### TO DO
Give back the full data, retyped precisely.

(Collected data entries)
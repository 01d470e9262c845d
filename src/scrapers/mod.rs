//! Fetching and parsing of a configured news site.
//!
//! A site is scraped in two phases:
//!
//! 1. **Listing**: fetch the homepage and collect article links ([`homepage`])
//! 2. **Fetching**: resolve each link ([`links`]), download and parse the
//!    article ([`article`]), keeping only articles with a body
//!
//! Articles are fetched strictly one after another, in listing order. A
//! failed or empty article is logged and skipped; it never stops the run.

pub mod article;
pub mod homepage;
pub mod links;

use crate::config::SiteRules;
use crate::error::Result;
use crate::models::Article;
use crate::utils::truncate_for_log;
use futures::stream::{self, StreamExt};
use reqwest::Client;
use tracing::{debug, info, instrument, warn};

const USER_AGENT: &str = concat!(env!("CARGO_PKG_NAME"), "/", env!("CARGO_PKG_VERSION"));

/// Build the HTTP client shared by every request in a run.
pub fn build_client() -> Result<Client> {
    Ok(Client::builder().user_agent(USER_AGENT).build()?)
}

/// GET a page and return its body, treating non-2xx statuses as errors.
#[instrument(level = "debug", skip(client))]
pub(crate) async fn fetch_html(client: &Client, url: &str) -> Result<String> {
    let response = client.get(url).send().await?.error_for_status()?;
    let body = response.text().await?;
    debug!(bytes = body.len(), "Fetched page");
    Ok(body)
}

/// Fetch every linked article in order, keeping the valid ones.
///
/// Network failures and articles without a body are logged and skipped.
#[instrument(level = "info", skip_all, fields(%host, links = links.len()))]
pub async fn fetch_articles(
    client: &Client,
    host: &str,
    links: Vec<String>,
    rules: &SiteRules,
) -> Vec<Article> {
    let total = links.len();
    let articles: Vec<Article> = stream::iter(links)
        .then(|link| async move {
            info!(%link, "Start fetching article");
            match article::fetch_article(client, host, &link, rules).await {
                Ok(Some(article)) => {
                    info!(
                        url = %article.url,
                        title = %truncate_for_log(&article.title, 80),
                        "Article fetched"
                    );
                    Some(article)
                }
                Ok(None) => {
                    warn!(%link, "Invalid article. There is no body");
                    None
                }
                Err(e) => {
                    warn!(%link, error = %e, "Error while fetching article");
                    None
                }
            }
        })
        .filter_map(std::future::ready)
        .collect()
        .await;

    info!(
        fetched = articles.len(),
        skipped = total - articles.len(),
        "Finished fetching articles"
    );
    articles
}
//! One scraping run for one site: list links, fetch each article, export.

use crate::config::SiteConfig;
use crate::error::Result;
use crate::outputs::csv::write_articles_today;
use crate::scrapers::{build_client, fetch_articles, homepage::list_article_links};
use std::path::{Path, PathBuf};
use tracing::{info, instrument};

/// Scrape `site` and write its articles under `output_dir`.
///
/// # Arguments
///
/// * `site_id` - The configured identifier of the site
/// * `site` - The site's configuration; validated before any request is made
/// * `output_dir` - Directory the CSV file is written to
///
/// # Returns
///
/// The path of the CSV file written. Per-article failures are skipped; an
/// invalid site entry, a homepage failure, an empty result, or an export
/// failure aborts the run.
#[instrument(level = "info", skip(site, output_dir), fields(host = %site.url))]
pub async fn run(site_id: &str, site: &SiteConfig, output_dir: &Path) -> Result<PathBuf> {
    let host = site.url.as_str();
    let rules = site.validate(site_id)?;
    let client = build_client()?;

    info!(%host, "Beginning scraper");
    let links = list_article_links(&client, host, &rules).await?;
    let articles = fetch_articles(&client, host, links, &rules).await;

    let path = write_articles_today(site_id, &articles, output_dir).await?;
    info!(path = %path.display(), articles = articles.len(), "Run complete");
    Ok(path)
}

### ANSWER AREA
repository 01d470e9262c845d
filename src/scrapers/mod.rs
//! Fetching and parsing of a configured news site.
//!
//! A site is scraped in two phases:
//!
//! 1. **Listing**: fetch the homepage and collect article links ([`homepage`])
//! 2. **Fetching**: resolve each link ([`links`]), download and parse the
//!    article ([`article`]), keeping only articles with a body
//!
//! Articles are fetched strictly one after another, in listing order. A
//! failed or empty article is logged and skipped; it never stops the run.

pub mod article;
pub mod homepage;
pub mod links;

use crate::config::SiteRules;
use crate::error::Result;
use crate::models::Article;
use crate::utils::truncate_for_log;
use futures::stream::{self, StreamExt};
use reqwest::Client;
use tracing::{debug, info, instrument, warn};

const USER_AGENT: &str = concat!(env!("CARGO_PKG_NAME"), "/", env!("CARGO_PKG_VERSION"));

/// Build the HTTP client shared by every request in a run.
pub fn build_client() -> Result<Client> {
    Ok(Client::builder().user_agent(USER_AGENT).build()?)
}

/// GET a page and return its body, treating non-2xx statuses as errors.
#[instrument(level = "debug", skip(client))]
pub(crate) async fn fetch_html(client: &Client, url: &str) -> Result<String> {
    let response = client.get(url).send().await?.error_for_status()?;
    let body = response.text().await?;
    debug!(bytes = body.len(), "Fetched page");
    Ok(body)
}

/// Fetch every linked article in order, keeping the valid ones.
///
/// Network failures and articles without a body are logged and skipped.
#[instrument(level = "info", skip_all, fields(%host, links = links.len()))]
pub async fn fetch_articles(
    client: &Client,
    host: &str,
    links: Vec<String>,
    rules: &SiteRules,
) -> Vec<Article> {
    let total = links.len();
    let articles: Vec<Article> = stream::iter(links)
        .then(|link| async move {
            info!(%link, "Start fetching article");
            match article::fetch_article(client, host, &link, rules).await {
                Ok(Some(article)) => {
                    info!(
                        url = %article.url,
                        title = %truncate_for_log(&article.title, 80),
                        "Article fetched"
                    );
                    Some(article)
                }
                Ok(None) => {
                    warn!(%link, "Invalid article. There is no body");
                    None
                }
                Err(e) => {
                    warn!(%link, error = %e, "Error while fetching article");
                    None
                }
            }
        })
        .filter_map(std::future::ready)
        .collect()
        .await;

    info!(
        fetched = articles.len(),
        skipped = total - articles.len(),
        "Finished fetching articles"
    );
    articles
}
//! One scraping run for one site: list links, fetch each article, export.

use crate::config::SiteConfig;
use crate::error::Result;
use crate::outputs::csv::write_articles_today;
use crate::scrapers::{build_client, fetch_articles, homepage::list_article_links};
use std::path::{Path, PathBuf};
use tracing::{info, instrument};

/// Scrape `site` and write its articles under `output_dir`.
///
/// # Arguments
///
/// * `site_id` - The configured identifier of the site
/// * `site` - The site's configuration; validated before any request is made
/// * `output_dir` - Directory the CSV file is written to
///
/// # Returns
///
/// The path of the CSV file written. Per-article failures are skipped; an
/// invalid site entry, a homepage failure, an empty result, or an export
/// failure aborts the run.
#[instrument(level = "info", skip(site, output_dir), fields(host = %site.url))]
pub async fn run(site_id: &str, site: &SiteConfig, output_dir: &Path) -> Result<PathBuf> {
    let host = site.url.as_str();
    let rules = site.validate(site_id)?;
    let client = build_client()?;

    info!(%host, "Beginning scraper");
    let links = list_article_links(&client, host, &rules).await?;
    let articles = fetch_articles(&client, host, links, &rules).await;

    let path = write_articles_today(site_id, &articles, output_dir).await?;
    info!(path = %path.display(), articles = articles.len(), "Run complete");
    Ok(path)
}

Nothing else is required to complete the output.